2.4. Antibacterial activity testing for GIC (agar disk diffusion assay)
Glass-ionomer cement disks were prepared using PTFE moulds (7 mm in diameter and 1 mm thick). MgO nanoparticles were added to the glass-ionomer powder, and the powder/liquid ratio was maintained per the manufacturer's instructions (P/L ratio: 2.9:1). A total of 120 specimens were prepared (10 disks for each group of material per microorganism tested). The positive control group was prepared by mixing chlorhexidine diacetate powder at 1% (w/w) to the GIC powder. A 1% concentration of chlorhexidine diacetate was selected based on results reported that the incorporation of 1% CHX diacetate is the optimal concentration to provide appropriate antibacterial properties without compromising the physical and bonding properties of the glass-ionomer cement [24]. The MgO nanoparticles were added to the GIC powder at 0%, 1%, 2.5%, 5%, and 10% concentrations.
Antibacterial activity was determined via an agar disk diffusion method using BHI agar. After the 24-h incubation period, suspensions of McFarland 0.5 were prepared in a standard saline solution (0.85% NaCl). Using a sterile swab, a 100 μl aliquot was spread onto BHI agar plates and left to dry at room temperature for 30 min. Then the GIC specimens were placed onto a BHI agar plate inoculated with each bacterial strain. After the agar plates were incubated at 37 °C for 48 h, the diameters of the zones of inhibition produced around the specimens were measured using a digital calliper at three different points. The sizes of the inhibition zones around the GIC disks were calculated by subtracting the diameter of the specimen (7 mm) from the average of three measurements of the halo around the GIC disks [24].
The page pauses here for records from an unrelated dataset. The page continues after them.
//! Integration tests for the ticket flow manager: sequencing, status
//! aggregation, monotonicity, and transient-error behavior.

use proptest::prelude::*;

use fleetflow::builders::{create_ticket, TicketRequest};
use fleetflow::external::{ApprovalService, ApprovalState};
use fleetflow::manager::{aggregate_status, TicketFlowManager};
use fleetflow::models::{FlowStatus, FlowType, TicketStatus, TicketType};
use fleetflow::store::TicketStore;
use fleetflow::test_support::test_services;

fn destroy_request() -> TicketRequest {
    TicketRequest {
        biz_id: 1,
        ticket_type: TicketType::ClusterDestroy,
        creator: "alice".to_string(),
        group: "mysql".to_string(),
        remark: "tear down staging".to_string(),
        details: serde_json::json!({}),
    }
}

#[tokio::test]
async fn flows_start_strictly_in_order() {
    let (services, handles) = test_services();
    let manager = TicketFlowManager::new(services.clone());
    let ticket = create_ticket(&*services.store, destroy_request())
        .await
        .unwrap();

    // First advance starts the approval flow only
    manager.run_next_flow(ticket.id).await.unwrap();
    let flows = services.store.ticket_flows(ticket.id).await.unwrap();
    assert_eq!(flows[0].status, FlowStatus::Running);
    assert_eq!(flows[1].status, FlowStatus::Ready);
    assert!(flows[1].started_at.is_none());

    // Re-advancing while the approval is still pending is a no-op
    for _ in 0..3 {
        assert!(manager.run_next_flow(ticket.id).await.unwrap().is_none());
    }
    let flows = services.store.ticket_flows(ticket.id).await.unwrap();
    assert_eq!(flows[1].status, FlowStatus::Ready);

    // Approval settles; the pause flow starts exactly once
    let serial = flows[0].correlation_id.clone().unwrap();
    handles.approval.set_result(&serial, ApprovalState::Finished, true);

    let started = manager.run_next_flow(ticket.id).await.unwrap();
    assert_eq!(started, Some(flows[1].id));
    assert!(manager.run_next_flow(ticket.id).await.unwrap().is_none());

    let flows = services.store.ticket_flows(ticket.id).await.unwrap();
    assert_eq!(flows[0].status, FlowStatus::Succeeded);
    assert_eq!(flows[1].status, FlowStatus::Running);
}

#[tokio::test]
async fn ticket_status_follows_the_waiting_flow_kind() {
    let (services, handles) = test_services();
    let manager = TicketFlowManager::new(services.clone());
    let ticket = create_ticket(&*services.store, destroy_request())
        .await
        .unwrap();

    manager.run_next_flow(ticket.id).await.unwrap();
    assert_eq!(
        services.store.ticket(ticket.id).await.unwrap().status,
        TicketStatus::Approving
    );

    let flows = services.store.ticket_flows(ticket.id).await.unwrap();
    let serial = flows[0].correlation_id.clone().unwrap();
    handles.approval.set_result(&serial, ApprovalState::Finished, true);

    manager.run_next_flow(ticket.id).await.unwrap();
    assert_eq!(
        services.store.ticket(ticket.id).await.unwrap().status,
        TicketStatus::AwaitingConfirm
    );
}

#[tokio::test]
async fn rejected_approval_terminates_the_ticket() {
    let (services, handles) = test_services();
    let manager = TicketFlowManager::new(services.clone());
    let ticket = create_ticket(&*services.store, destroy_request())
        .await
        .unwrap();

    manager.run_next_flow(ticket.id).await.unwrap();
    let flows = services.store.ticket_flows(ticket.id).await.unwrap();
    let serial = flows[0].correlation_id.clone().unwrap();

    handles.approval.push_log(&serial, "alice", "submitted");
    handles.approval.push_log(&serial, "bob", "reviewed");
    handles.approval.push_log(&serial, "carol", "rejected: capacity freeze");
    handles.approval.set_result(&serial, ApprovalState::Finished, false);

    manager.update_ticket_status(ticket.id).await.unwrap();
    assert_eq!(
        services.store.ticket(ticket.id).await.unwrap().status,
        TicketStatus::Terminated
    );

    // The mirror todo is settled by the decision-node operator
    let todos = services.store.ticket_todos(ticket.id).await.unwrap();
    assert_eq!(todos[0].done_by.as_deref(), Some("carol"));
}

#[tokio::test]
async fn transient_poll_errors_keep_the_last_known_status() {
    let (services, handles) = test_services();
    let manager = TicketFlowManager::new(services.clone());
    let ticket = create_ticket(&*services.store, destroy_request())
        .await
        .unwrap();

    manager.run_next_flow(ticket.id).await.unwrap();
    assert_eq!(
        services.store.ticket(ticket.id).await.unwrap().status,
        TicketStatus::Approving
    );

    handles.approval.fail_next_polls(1);
    let status = manager.update_ticket_status(ticket.id).await.unwrap();
    assert_eq!(status, TicketStatus::Approving);

    let flows = services.store.ticket_flows(ticket.id).await.unwrap();
    assert_eq!(flows[0].status, FlowStatus::Running);
}

#[tokio::test]
async fn finished_tickets_never_move_again() {
    let (services, handles) = test_services();
    let manager = TicketFlowManager::new(services.clone());
    let ticket = create_ticket(&*services.store, destroy_request())
        .await
        .unwrap();

    // Drive the whole ticket to success
    manager.run_next_flow(ticket.id).await.unwrap();
    let flows = services.store.ticket_flows(ticket.id).await.unwrap();
    let serial = flows[0].correlation_id.clone().unwrap();
    handles.approval.set_result(&serial, ApprovalState::Finished, true);
    manager.run_next_flow(ticket.id).await.unwrap();

    // Resolve the pause by hand and finish the inner flow
    services
        .store
        .set_flow_status(flows[1].id, FlowStatus::Succeeded, None)
        .await
        .unwrap();
    manager.run_next_flow(ticket.id).await.unwrap();
    let flows = services.store.ticket_flows(ticket.id).await.unwrap();
    let root = flows[2].correlation_id.clone().unwrap();
    handles
        .taskgraph
        .set_state(&root, fleetflow::external::TaskGraphState::Finished);

    let status = manager.update_ticket_status(ticket.id).await.unwrap();
    assert_eq!(status, TicketStatus::Succeeded);

    // Repeated recomputation over the finished flow set is inert
    for _ in 0..5 {
        let status = manager.update_ticket_status(ticket.id).await.unwrap();
        assert_eq!(status, TicketStatus::Succeeded);
    }
    assert!(manager.run_next_flow(ticket.id).await.unwrap().is_none());
}

#[tokio::test]
async fn revoking_a_ticket_propagates_outward() {
    let (services, handles) = test_services();
    let manager = TicketFlowManager::new(services.clone());
    let ticket = create_ticket(&*services.store, destroy_request())
        .await
        .unwrap();

    manager.run_next_flow(ticket.id).await.unwrap();
    let flows = services.store.ticket_flows(ticket.id).await.unwrap();
    let serial = flows[0].correlation_id.clone().unwrap();

    manager.revoke_ticket(ticket.id, "alice").await.unwrap();
    // Revoking twice is safe
    manager.revoke_ticket(ticket.id, "alice").await.unwrap();

    assert_eq!(
        services.store.ticket(ticket.id).await.unwrap().status,
        TicketStatus::Terminated
    );
    let snapshot = handles.approval.created_payload(&serial);
    assert!(snapshot.is_some());
    let result = handles
        .approval
        .approval_result(&serial)
        .await
        .unwrap();
    assert_eq!(result.state, ApprovalState::Revoked);

    // All open todos settle as failed
    let todos = services.store.ticket_todos(ticket.id).await.unwrap();
    assert!(todos.iter().all(|t| t.status.is_done()));
}

fn flow_type_strategy() -> impl Strategy<Value = FlowType> {
    prop::sample::select(vec![
        FlowType::ExternalApproval,
        FlowType::InnerFlow,
        FlowType::QuickInnerFlow,
        FlowType::Pause,
        FlowType::Timer,
        FlowType::ResourceApply,
        FlowType::ResourceDeliver,
        FlowType::DescribeTask,
    ])
}

fn flow_status_strategy() -> impl Strategy<Value = FlowStatus> {
    prop::sample::select(vec![
        FlowStatus::Ready,
        FlowStatus::Running,
        FlowStatus::Succeeded,
        FlowStatus::Failed,
        FlowStatus::Terminated,
        FlowStatus::Revoked,
    ])
}

proptest! {
    /// Priority order: Terminated > Failed > Revoked > Running-mapped,
    /// and Succeeded only when every status is finished.
    #[test]
    fn aggregation_respects_priority(
        statuses in prop::collection::vec((flow_type_strategy(), flow_status_strategy()), 1..8)
    ) {
        let result = aggregate_status(&statuses);
        let has = |status: FlowStatus| statuses.iter().any(|(_, s)| *s == status);

        if has(FlowStatus::Terminated) {
            prop_assert_eq!(result, Some(TicketStatus::Terminated));
        } else if has(FlowStatus::Failed) {
            prop_assert_eq!(result, Some(TicketStatus::Failed));
        } else if has(FlowStatus::Revoked) {
            prop_assert_eq!(result, Some(TicketStatus::Revoked));
        } else if has(FlowStatus::Running) {
            let mapped = result.expect("running set must resolve");
            prop_assert!(!mapped.is_finished());
        } else if statuses.iter().all(|(_, s)| s.is_finished()) {
            prop_assert_eq!(result, Some(TicketStatus::Succeeded));
        } else {
            prop_assert_eq!(result, None);
        }
    }

    /// Any permutation of an already-finished status set resolves to
    /// the same ticket status.
    #[test]
    fn aggregation_is_permutation_invariant(
        mut statuses in prop::collection::vec((flow_type_strategy(), flow_status_strategy()), 2..8),
        rotation in 0usize..8
    ) {
        let before = aggregate_status(&statuses);
        let rotation = rotation % statuses.len();
        statuses.rotate_left(rotation);
        let after = aggregate_status(&statuses);

        // Running→mapped depends on the first running flow's kind, so
        // only compare when no flow is running
        if !statuses.iter().any(|(_, s)| *s == FlowStatus::Running) {
            prop_assert_eq!(before, after);
        }
    }
}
2.5. GIC biofilm assessment through the colony-forming unit (CFU) counts
Six GIC disks (7 mm in diameter and 1 mm thick) per group per microorganism were used for the biofilm assessment. The GIC discs were incubated in a test tube containing 1 ml of 108 CFU/ml. After 3 days of incubation, the disks were removed, gently dipped into sterile PBS, and transferred into Eppendorf tubes with 1 mL of BHI broth. The biofilms were detached, dispersed, and harvested by vortexing for 5 min at the maximum speed. The resulting bacterial suspensions were serially diluted and plated on BHI agar plates and then incubated for 24–48 h. The total CFU/mL on each disk was calculated from the number of colonies along with the dilution factor [33].
2.6. Statistical analysis
The statistical analysis was performed using SPSS software (IBM SPSS Statistics Version 16), and the level of significance was set at p < 0.05. The GIC agar disk diffusion and CFU biofilm counting assay data were submitted for an analysis of the distribution and homoscedasticity using the Shapiro-Wilk test. The reported data were presented as means and standard deviations. One-way ANOVA and Tukey's HSD post hoc test were used for the analysis of the glass-ionomer disk diffusion and the CFU/mL counting of the biofilm assay. The CFU/mL values were log-transformed (base 10) for the statistical analysis. The results of the MIC and MBC for the MgO nanoparticles were only expressed numerically without analysis.
3. Results
3.1. MgO nanoparticle characterisation and antibacterial activity
The MgO nanoparticle powder was a fine white powder, and the MgO nanoparticle suspensions had an alkaline pH (pH = 10.6). The powder XRD pattern of the MgO nanoparticles is shown in Fig. 1. All of the diffraction peaks matched well with the face-centred cubic structure of periclase MgO (JCPDS No. 87-0653). The major peaks at 2θ values of 36.9°, 42.9°, 62.3°, 74.8°, and 78.6° were indexed to the lattice planes of (111), (200), (220), (311), and (222), respectively. The sharp diffraction peaks perfectly matched the crystalline structure of the MgO with high purity [34]. The average nanoparticle size was calculated from the diffraction peaks using the Debye-Scherrer equation [35], and it was approximately 20.8 nm. SEM images of the MgO nanoparticles are shown in Fig. 2. White spot agglomerates of the MgO nanoparticles were due to the hygroscopic nature of the material [35]. The Fourier transform infrared (FTIR) spectra of the MgO nanoparticles are shown in Fig. 3a. The observed bands in the 3400-3700 cm−1 range were due to the O-H stretching bond vibrations from the absorbed water molecules [36]. The peaks at 1424 cm−1 and 1485 cm−1 were attributed to stretching of the carbonate ion and CO32- species and the bending vibration of the water molecules [37]. Bands at 581 cm−1, 850 cm−1, and 890 cm−1 corresponded to v1 and v2 stretching vibrations of the metal-oxygen bond [38, 39], which corresponded to the presence of the MgO nanoparticles [35]. The FTIR spectra of both the control GIC and MgO nanoparticles modified GIC are shown in Fig. 3b and c. The v1 and v2 stretching vibrations of the metal oxides were present in the FTIR spectra of the modified GIC, indicating successful embedding of the nanoparticles in the GIC matrix (Fig. 3c). The minimum inhibitory concentration (MIC) and minimum bactericidal concentration (MBC) for both microorganisms were determined at 500 μg/ml and 1000 μg/ml, respectively.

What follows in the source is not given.